INTERVIEW WITH COLD FRONTMAN SCOOTER WARD
This interview with COLD frontman Scooter Ward was rescheduled
three times, and we're glad that we finally got a chance to pin the guy
down for a few minutes. Well, Rob from Paragon Music Magazine did the actual interview with the questions I tossed over. After losing guitarist Terry Balsamo to EVANESCENCE, and jumping ship from Geffen, it was once rumored that we might not hear from Cold ever again. Well, the band has just released 'A Different Kind of Pain',
and is out on the road promoting it. What Scooter says about touring
and the money a band makes might just shock you.

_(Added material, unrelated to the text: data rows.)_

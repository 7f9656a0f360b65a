//! Nested protected scopes

use super_catch::{Fault, chain_depth, protect, trigger};

#[test]
fn test_fault_resumes_innermost_scope_only() {
    let outer = protect(|| {
        assert_eq!(chain_depth(), 1);
        let inner = protect(|| {
            assert_eq!(chain_depth(), 2);
            trigger::null_dereference();
            "inner completed"
        });
        // Back in the outer body with its checkpoint still in place.
        assert_eq!(chain_depth(), 1);
        inner.unwrap_err().kind()
    });
    assert_eq!(outer.unwrap(), Fault::InvalidMemoryAccess);
    assert_eq!(chain_depth(), 0);
}

#[test]
fn test_outer_scope_still_catches_after_inner_fault() {
    let outer = protect(|| {
        let inner = protect(trigger::illegal_instruction);
        assert_eq!(inner.unwrap_err().kind(), Fault::IllegalInstruction);
        trigger::breakpoint();
    });
    assert_eq!(outer.unwrap_err().kind(), Fault::Trap);
    assert_eq!(chain_depth(), 0);
}

#[test]
fn test_deep_nesting() {
    /// Returns the fault and the number of scopes enclosing the one that
    /// caught it.
    fn nest(levels: usize) -> Result<(), (Fault, usize)> {
        let enclosing = chain_depth();
        let result = protect(|| {
            if levels > 1 {
                nest(levels - 1)
            } else {
                trigger::divide_by_zero();
                Ok(())
            }
        });
        match result {
            Ok(inner) => inner,
            Err(e) => {
                assert_eq!(chain_depth(), enclosing);
                Err((e.kind(), enclosing))
            }
        }
    }

    assert_eq!(nest(16), Err((Fault::ArithmeticFault, 15)));
    assert_eq!(chain_depth(), 0);
}

#[test]
fn test_sibling_scopes_are_independent() {
    let outer = protect(|| {
        let first = protect(trigger::null_dereference).map_err(|e| e.kind());
        let second = protect(|| 5).map_err(|e| e.kind());
        let third = protect(trigger::breakpoint).map_err(|e| e.kind());
        (first, second, third)
    })
    .unwrap();

    assert_eq!(outer.0, Err(Fault::InvalidMemoryAccess));
    assert_eq!(outer.1, Ok(5));
    assert_eq!(outer.2, Err(Fault::Trap));
}
//! Error domains.
//!
//! A small, comparable error-code abstraction so fault identities can be
//! handled by generic error code without special-casing them: an
//! [`ErrorCode`] is a raw integer qualified by the [`ErrorDomain`] that
//! gives it meaning. Two codes are equal when both the value and the
//! domain name match.

use crate::fault::{Fault, signal_name};
use std::borrow::Cow;
use std::fmt;

/// A named family of integer error codes.
pub trait ErrorDomain: Sync + 'static {
    /// Short, stable domain name (`"signal"`).
    fn name(&self) -> &'static str;

    /// Human-readable text for `code` within this domain.
    fn message(&self, code: i32) -> Cow<'static, str>;
}

/// Domain of POSIX signal numbers.
#[derive(Debug)]
pub struct SignalDomain;

impl ErrorDomain for SignalDomain {
    fn name(&self) -> &'static str {
        "signal"
    }

    fn message(&self, code: i32) -> Cow<'static, str> {
        Cow::Borrowed(signal_name(code))
    }
}

/// The process-wide signal domain instance.
pub static SIGNAL_DOMAIN: SignalDomain = SignalDomain;

/// An integer code qualified by its domain.
#[derive(Clone, Copy)]
pub struct ErrorCode {
    value: i32,
    domain: &'static dyn ErrorDomain,
}

impl ErrorCode {
    /// Build a code in an arbitrary domain.
    pub const fn new(value: i32, domain: &'static dyn ErrorDomain) -> Self {
        Self { value, domain }
    }

    /// Build a code in the signal domain.
    pub fn signal(value: i32) -> Self {
        Self::new(value, &SIGNAL_DOMAIN)
    }

    /// Raw code value.
    pub const fn value(&self) -> i32 {
        self.value
    }

    /// Owning domain.
    pub fn domain(&self) -> &'static dyn ErrorDomain {
        self.domain
    }

    /// Domain-provided message for this code.
    pub fn message(&self) -> Cow<'static, str> {
        self.domain.message(self.value)
    }

    /// The fault kind this code denotes, if it belongs to the signal domain.
    pub fn fault(&self) -> Option<Fault> {
        (self.domain.name() == SIGNAL_DOMAIN.name()).then(|| Fault::from_signal(self.value))
    }
}

impl PartialEq for ErrorCode {
    fn eq(&self, other: &Self) -> bool {
        self.value == other.value && self.domain.name() == other.domain.name()
    }
}

impl Eq for ErrorCode {}

impl PartialEq<Fault> for ErrorCode {
    fn eq(&self, other: &Fault) -> bool {
        *self == ErrorCode::from(*other)
    }
}

impl PartialEq<ErrorCode> for Fault {
    fn eq(&self, other: &ErrorCode) -> bool {
        other == self
    }
}

impl From<Fault> for ErrorCode {
    fn from(fault: Fault) -> Self {
        Self::signal(fault.signal())
    }
}

impl fmt::Debug for ErrorCode {
    fn fmt(&self, f: &mut fmt::Formatter<'_>) -> fmt::Result {
        f.debug_struct("ErrorCode")
            .field("value", &self.value)
            .field("domain", &self.domain.name())
            .finish()
    }
}

impl fmt::Display for ErrorCode {
    fn fmt(&self, f: &mut fmt::Formatter<'_>) -> fmt::Result {
        write!(f, "{}:{} ({})", self.domain.name(), self.value, self.message())
    }
}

This is how it all
went down...
Paragon Rob: Okay, I have some pretty serious questions, and some goofy ones for you.
Scooter Ward: Pretty serious
questions, man? I’d rather not go back to the dark place, you know? My
whole life was like that, so for this record, we changed our attitudes
and our vibe, so we really don’t like to talk about really serious
stuff, because it’s just too much.
Steve C: You guys just played Boise,
Idaho. We're all a bunch of New Jersey degenerates who have never been
to Idaho, so tell us, what's the greatest thing about Boise (sure, you
can say “potatoes,” but we're looking for something slightly less
obvious).
Scooter Ward: We don’t get to play
or anything. All we do is go up in the bus and get on stage, so I
really don’t know anything about Idaho. Potatoes, I guess, that’s about
it.
Steve C: With the release of
A Different Kind of Pain, you guys are now on a new label, and have a slightly different lineup than you did with
13 Ways To Bleed Onstage. How are your priorities different in 2005 than they were in 2000?
Scooter Ward: I think we’re more
focused and I just think we’ve learned lessons through our career, and
what to do and what not to do, like an alcohol and drug addiction that
I had for a long time, and I’m sober now, everybody’s positive. We know
what we have to do and how to deliver songs now when we get up on
stage. It has changed drastically. Our live show is 200 times better
than it ever was, and every night kids are just freaking out so it’s
really cool, it’s a good feeling.
Steve C: In your opinion, what's a
better way to spend 100 Grand: shooting a video that MIGHT get some
airtime on a video channel or getting a slot on
Ozzfest for a summer to play out in front of thousands of kids?
Scooter Ward: Definitely playing
shows. Videos, nowadays, are just so up in the air. You never know if
they’re gonna catch onto it, or what’s going to happen with it.
“Happens All the Time,” I don’t even think I’ve seen that video. So
it’s like a crapshoot, it’s gambling. We’re not really down with that
anymore.
Steve C: The new record is more mellow than your past efforts, and the Cold
online biography
chronicles some of the pain the band members were going through. Was
there ever a point at which you said, "Damn, this record is getting a
little too gloomy for its own good,” or was this more of a catharsis
for you guys?
Scooter Ward: It definitely just
changed our lives. It was a really dark place, everything going on with
us, personally, was horrible. So one morning, me and Sam [McCandless,
Drums] woke up and decided, let’s not only write the record, but let’s
write a record that’s gonna change our lives and help us, and by the
end of this record, everything’s gonna be better. And it was. It was
weird, the way it was working. We felt weird; we felt there were angels
and stuff around us while we were writing. And we wrote the rest of the
record in my sister’s bedroom, and she was diagnosed with cancer 5
years ago and she had 2 months left to live, and I bought my parents’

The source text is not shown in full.